Burning Marguerite by Elizabeth Innes-Brown
This novel unfolds in surprising directions. It’s difficult not to spoil the story but it’s a multi-generational novel about a woman who raises her nephew; she has secrets having to do with why she left then returned to her island village off the coast of New England. She traveled far fetching up in New Orleans where she made a home for a time. Meanwhile, her nephew has an obligation to his aunt that will get him into all sorts of trouble, legal as well as defying convention, which may, in fact, be exactly what his aunt intended.
The Season of Open Water by Dawn Clifton Tripp
Set firmly on the coast of Massachusetts, this exceptionally fine novel covers a lot of time and tide—from rum-running during Prohibition with the mob to boat-making, early-in-the-century seal hunting, a doctor devastated by WWI, the young woman who recalls the doctor to life and more. Exceptional reading, an especially fine love story.
The Minotaur Takes a Cigarette Break by Steven Sherrill
This one’s a different cup of tea, boy howdy. After all, how often do you dine at a steakhouse with a bull slicing the meat, eh? Toss in horns, the Lucky-U trailer park, car repair, a few classical Greek allusions and you’ve got a taste of the line-cook protagonist in Sherrill’s brilliant novel.
Jujitsu for Christ by Jack Butler
Set in Mississippi in the early 1960s, this novel is about race but so much more. It’s one of those books that leaves the reader richer in heart and mind. Bad paraphrasing, but I recall being drawn to this novel by the blurb brazenly emblazoned on its paperback cover, something to the effect that “only a brie-chewing Yankee sapsucker wouldn’t love this book.” Who could resist that?

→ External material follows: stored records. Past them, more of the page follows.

//! Course catalog and course content endpoints.

// self
use crate::{_prelude::*, api::CourseId, http::ApiRequest};

/// `GET content/courses/`.
pub fn list() -> ApiRequest {
	ApiRequest::get("content/courses/")
}

/// `GET content/courses/{id}/`.
pub fn get(id: &CourseId) -> ApiRequest {
	ApiRequest::get(format!("content/courses/{id}/"))
}

/// `POST content/courses/` with `course` as the JSON body.
pub fn create<B>(course: &B) -> Result<ApiRequest>
where
	B: ?Sized + Serialize,
{
	ApiRequest::post("content/courses/").json(course)
}

/// `PUT content/courses/{id}/` with `course` as the JSON body.
pub fn update<B>(id: &CourseId, course: &B) -> Result<ApiRequest>
where
	B: ?Sized + Serialize,
{
	ApiRequest::put(format!("content/courses/{id}/")).json(course)
}

/// `DELETE content/courses/{id}/`.
pub fn delete(id: &CourseId) -> ApiRequest {
	ApiRequest::delete(format!("content/courses/{id}/"))
}

/// `GET content/courses/{id}/content/`.
pub fn content(id: &CourseId) -> ApiRequest {
	ApiRequest::get(format!("content/courses/{id}/content/"))
}

/// `POST content/courses/{id}/content/` with `content` as the JSON body.
pub fn upload_content<B>(id: &CourseId, content: &B) -> Result<ApiRequest>
where
	B: ?Sized + Serialize,
{
	ApiRequest::post(format!("content/courses/{id}/content/")).json(content)
}
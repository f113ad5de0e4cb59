//! Validating builder for [`GatewayConfig`].

// crates.io
use url::Host;
// self
use crate::{
	_prelude::*,
	config::{AuthRoutes, GatewayConfig},
};

/// Errors raised while constructing or validating gateway configs.
#[derive(Debug, PartialEq, Eq, Serialize, Deserialize, ThisError)]
pub enum GatewayConfigError {
	/// The API base URL is required.
	#[error("Missing API base URL.")]
	MissingApiBase,
	/// The auth base URL is required.
	#[error("Missing auth base URL.")]
	MissingAuthBase,
	/// Base URLs must be HTTP(S) URLs that can carry paths.
	#[error("The {base} base must be an absolute HTTP(S) URL: {url}.")]
	UnsupportedBase {
		/// Which base failed validation.
		base: &'static str,
		/// URL that failed validation.
		url: String,
	},
	/// Plain HTTP is only accepted for loopback hosts unless explicitly allowed.
	#[error("The {base} base must use HTTPS: {url}.")]
	InsecureBase {
		/// Which base failed validation.
		base: &'static str,
		/// URL that failed validation.
		url: String,
	},
	/// Routes must be non-empty relative paths.
	#[error("The {route} route must be a non-empty relative path, got `{value}`.")]
	InvalidRoute {
		/// Which route failed validation.
		route: &'static str,
		/// Supplied value.
		value: String,
	},
	/// The login view cannot be empty.
	#[error("Login view cannot be empty.")]
	EmptyLoginView,
}

/// Builder for [`GatewayConfig`] values.
///
/// Also the deserialization shape of [`GatewayConfig`]; every field is optional.
#[derive(Debug, Default, Deserialize)]
#[serde(default)]
pub struct GatewayConfigBuilder {
	/// Versioned REST API base.
	pub api_base: Option<Url>,
	/// Authentication service base.
	pub auth_base: Option<Url>,
	/// Authentication routes.
	pub routes: AuthRoutes,
	/// Optional login view override.
	pub login_view: Option<String>,
	/// Accepts plain HTTP for non-loopback hosts.
	pub allow_insecure_http: bool,
}
impl GatewayConfigBuilder {
	/// Creates an empty builder with default routes.
	pub fn new() -> Self {
		Self::default()
	}

	/// Sets the API base.
	pub fn api_base(mut self, url: Url) -> Self {
		self.api_base = Some(url);

		self
	}

	/// Sets the auth base.
	pub fn auth_base(mut self, url: Url) -> Self {
		self.auth_base = Some(url);

		self
	}

	/// Overrides every authentication route.
	pub fn routes(mut self, routes: AuthRoutes) -> Self {
		self.routes = routes;

		self
	}

	/// Overrides the refresh route.
	pub fn refresh_route(mut self, route: impl Into<String>) -> Self {
		self.routes.refresh = route.into();

		self
	}

	/// Overrides the login view signalled on unrecoverable session loss.
	pub fn login_view(mut self, view: impl Into<String>) -> Self {
		self.login_view = Some(view.into());

		self
	}

	/// Accepts plain HTTP for non-loopback hosts.
	pub fn allow_insecure_http(mut self, allow: bool) -> Self {
		self.allow_insecure_http = allow;

		self
	}

	/// Consumes the builder and validates the resulting config.
	pub fn build(self) -> Result<GatewayConfig, GatewayConfigError> {
		let api_base = self.api_base.ok_or(GatewayConfigError::MissingApiBase)?;
		let auth_base = self.auth_base.ok_or(GatewayConfigError::MissingAuthBase)?;
		let config = GatewayConfig {
			api_base: normalize_base("api", api_base, self.allow_insecure_http)?,
			auth_base: normalize_base("auth", auth_base, self.allow_insecure_http)?,
			routes: self.routes,
			login_view: self.login_view.unwrap_or_else(|| GatewayConfig::DEFAULT_LOGIN_VIEW.into()),
		};

		config.validate()?;

		Ok(config)
	}
}

impl TryFrom<GatewayConfigBuilder> for GatewayConfig {
	type Error = GatewayConfigError;

	fn try_from(builder: GatewayConfigBuilder) -> Result<Self, Self::Error> {
		builder.build()
	}
}

impl GatewayConfig {
	fn validate(&self) -> Result<(), GatewayConfigError> {
		let AuthRoutes { refresh, login, logout, register, profile } = &self.routes;

		validate_route("refresh", refresh)?;
		validate_route("login", login)?;
		validate_route("logout", logout)?;
		validate_route("register", register)?;
		validate_route("profile", profile)?;

		if self.login_view.trim().is_empty() {
			return Err(GatewayConfigError::EmptyLoginView);
		}

		Ok(())
	}
}

fn normalize_base(
	name: &'static str,
	mut url: Url,
	allow_insecure_http: bool,
) -> Result<Url, GatewayConfigError> {
	match url.scheme() {
		"https" => {},
		"http" if allow_insecure_http || is_loopback(&url) => {},
		"http" =>
			return Err(GatewayConfigError::InsecureBase { base: name, url: url.to_string() }),
		_ => return Err(GatewayConfigError::UnsupportedBase { base: name, url: url.to_string() }),
	}

	if url.cannot_be_a_base() || url.host().is_none() {
		return Err(GatewayConfigError::UnsupportedBase { base: name, url: url.to_string() });
	}
	if !url.path().ends_with('/') {
		let path = format!("{}/", url.path());

		url.set_path(&path);
	}

	url.set_query(None);
	url.set_fragment(None);

	Ok(url)
}

fn is_loopback(url: &Url) -> bool {
	match url.host() {
		Some(Host::Domain(domain)) => domain.eq_ignore_ascii_case("localhost"),
		Some(Host::Ipv4(addr)) => addr.is_loopback(),
		Some(Host::Ipv6(addr)) => addr.is_loopback(),
		None => false,
	}
}

fn validate_route(name: &'static str, value: &str) -> Result<(), GatewayConfigError> {
	let trimmed = value.trim_start_matches('/');

	if trimmed.is_empty() || trimmed.contains("://") || trimmed.chars().any(char::is_whitespace) {
		Err(GatewayConfigError::InvalidRoute { route: name, value: value.to_owned() })
	} else {
		Ok(())
	}
}

#[cfg(test)]
mod tests {
	// crates.io
	use serde_json::json;
	// self
	use super::*;
	use crate::http::ApiBase;

	fn url(value: &str) -> Url {
		Url::parse(value).expect("Failed to parse test URL.")
	}

	#[test]
	fn build_normalizes_trailing_slashes() {
		let config = GatewayConfig::builder()
			.api_base(url("https://learn.example.com/api/v1"))
			.auth_base(url("https://learn.example.com"))
			.build()
			.expect("Secure bases should validate.");

		assert_eq!(config.api_base.as_str(), "https://learn.example.com/api/v1/");
		assert_eq!(
			config.refresh_endpoint().expect("Refresh endpoint should resolve.").as_str(),
			"https://learn.example.com/auth/token/refresh/"
		);
		assert_eq!(config.login_view, "/login");
	}

	#[test]
	fn local_preset_matches_builder_output() {
		let built = GatewayConfig::builder()
			.api_base(url("http://localhost:8000/api/v1"))
			.auth_base(url("http://localhost:8000"))
			.build()
			.expect("Loopback HTTP should validate.");

		assert_eq!(built, GatewayConfig::local());
	}

	#[test]
	fn insecure_remote_hosts_require_opt_in() {
		let err = GatewayConfig::builder()
			.api_base(url("http://learn.example.com/api/v1/"))
			.auth_base(url("https://learn.example.com/"))
			.build()
			.expect_err("Plain HTTP on a remote host should be rejected.");

		assert!(matches!(err, GatewayConfigError::InsecureBase { base: "api", .. }));

		GatewayConfig::builder()
			.api_base(url("http://learn.example.com/api/v1/"))
			.auth_base(url("http://learn.example.com/"))
			.allow_insecure_http(true)
			.build()
			.expect("Explicit opt-in should accept plain HTTP.");
	}

	#[test]
	fn missing_bases_and_bad_routes_are_rejected() {
		assert_eq!(
			GatewayConfig::builder().build().expect_err("Empty builder should fail."),
			GatewayConfigError::MissingApiBase
		);

		let err = GatewayConfig::builder()
			.api_base(url("https://learn.example.com/api/v1/"))
			.auth_base(url("https://learn.example.com/"))
			.refresh_route("https://evil.example.com/refresh")
			.build()
			.expect_err("Absolute refresh routes should be rejected.");

		assert!(matches!(err, GatewayConfigError::InvalidRoute { route: "refresh", .. }));

		let err = GatewayConfig::builder()
			.api_base(url("mailto:ops@example.com"))
			.auth_base(url("https://learn.example.com/"))
			.build()
			.expect_err("Non-HTTP bases should be rejected.");

		assert!(matches!(err, GatewayConfigError::UnsupportedBase { base: "api", .. }));
	}

	#[test]
	fn deserialized_configs_are_normalized_and_validated() {
		let config: GatewayConfig = serde_json::from_value(json!({
			"api_base": "https://learn.example.com/api/v1",
			"auth_base": "https://learn.example.com",
		}))
		.expect("Secure bases should deserialize.");

		assert_eq!(
			config.resolve(ApiBase::Api, "dashboard/").expect("Path should resolve.").as_str(),
			"https://learn.example.com/api/v1/dashboard/"
		);
		assert_eq!(config.routes, AuthRoutes::default());

		let err = serde_json::from_value::<GatewayConfig>(json!({
			"api_base": "http://learn.example.com/api/v1/",
			"auth_base": "https://learn.example.com/",
		}))
		.expect_err("Plain HTTP on a remote host should be rejected.");

		assert!(err.to_string().contains("must use HTTPS"));

		let encoded = serde_json::to_string(&GatewayConfig::local()).expect("Config should encode.");
		let decoded: GatewayConfig = serde_json::from_str(&encoded).expect("Config should decode.");

		assert_eq!(decoded, GatewayConfig::local());
	}
}
#![allow(dead_code)]

// std
use std::sync::{
	Arc,
	atomic::{AtomicUsize, Ordering},
};
// crates.io
use parking_lot::Mutex;
use url::Url;
// self
use elearn_gateway::{
	config::GatewayConfig,
	gateway::{Gateway, ReqwestGateway, SessionExpired, SessionListener},
	http::ReqwestTransport,
	store::{CredentialStore, MemoryStore},
};

/// Builds a reqwest transport that accepts the self-signed certificates produced by `httpmock`.
pub fn test_reqwest_transport() -> ReqwestTransport {
	let client = reqwest::Client::builder()
		.danger_accept_invalid_certs(true)
		.danger_accept_invalid_hostnames(true)
		.build()
		.expect("Failed to build insecure Reqwest client for tests.");

	ReqwestTransport::with_client(client)
}

/// Builds a config whose auth base is the mock server root and whose API base is `/api/v1/`.
pub fn test_config(server_root: &str) -> GatewayConfig {
	let root = Url::parse(server_root).expect("Mock server root should parse.");
	let api = root.join("/api/v1/").expect("Mock API base should resolve.");

	GatewayConfig::builder()
		.api_base(api)
		.auth_base(root)
		.build()
		.expect("Mock gateway config should validate.")
}

/// Constructs a [`Gateway`] over `store` and the reqwest transport used across integration tests.
pub fn build_reqwest_test_gateway(server_root: &str, store: MemoryStore) -> ReqwestGateway {
	let store: Arc<dyn CredentialStore> = Arc::new(store);

	Gateway::with_transport(test_config(server_root), store, test_reqwest_transport())
		.expect("Mock gateway should build.")
}

/// Listener that records every session-loss signal.
#[derive(Default)]
pub struct RecordingListener {
	calls: AtomicUsize,
	last: Mutex<Option<SessionExpired>>,
}
impl RecordingListener {
	pub fn calls(&self) -> usize {
		self.calls.load(Ordering::SeqCst)
	}

	pub fn last(&self) -> Option<SessionExpired> {
		self.last.lock().clone()
	}
}
impl SessionListener for RecordingListener {
	fn session_expired(&self, event: &SessionExpired) {
		self.calls.fetch_add(1, Ordering::SeqCst);
		*self.last.lock() = Some(event.clone());
	}
}
//! Credential identifiers, redacted secrets, and session payloads.

pub mod credential;
pub mod secret;

pub use credential::*;
pub use secret::*;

God’s Country by Percival Everett
Yeah, yeah, you don’t read westerns. Nobody reads westerns. Well, aren’t you all going to be sorry because this bitingly funny novel does some real interesting loop-dee-loops. Everett spoofs the genre which I happen to hold dear but he’s respectful so that’s ok. The protagonist is a black cowboy with a deadly draw not to mention a conscience that won’t quit much as he’d like it to. If you liked Charles Portis’ True Grit, then this one’s in your corral all saddled up. If you haven’t read True Grit, put it on the to-be-read stack after Everett.
For Rouenna by Sigrid Nunez
This is the novel we wanted to read years ago but wasn’t to be found then. Now we have it and it’s better than we hoped. A nurse serving in Vietnam during the war comes home—and this is what happens. It’s a quiet book that’s very loud.
Canarino by Katherine Bucknell
I started to give away why I liked this novel so much but to do so would be to ruin it. From Paris to the posh Virginia countryside in the U.S., a rare and sophisticated tale is rendered here with wit aplenty and at least one surprise.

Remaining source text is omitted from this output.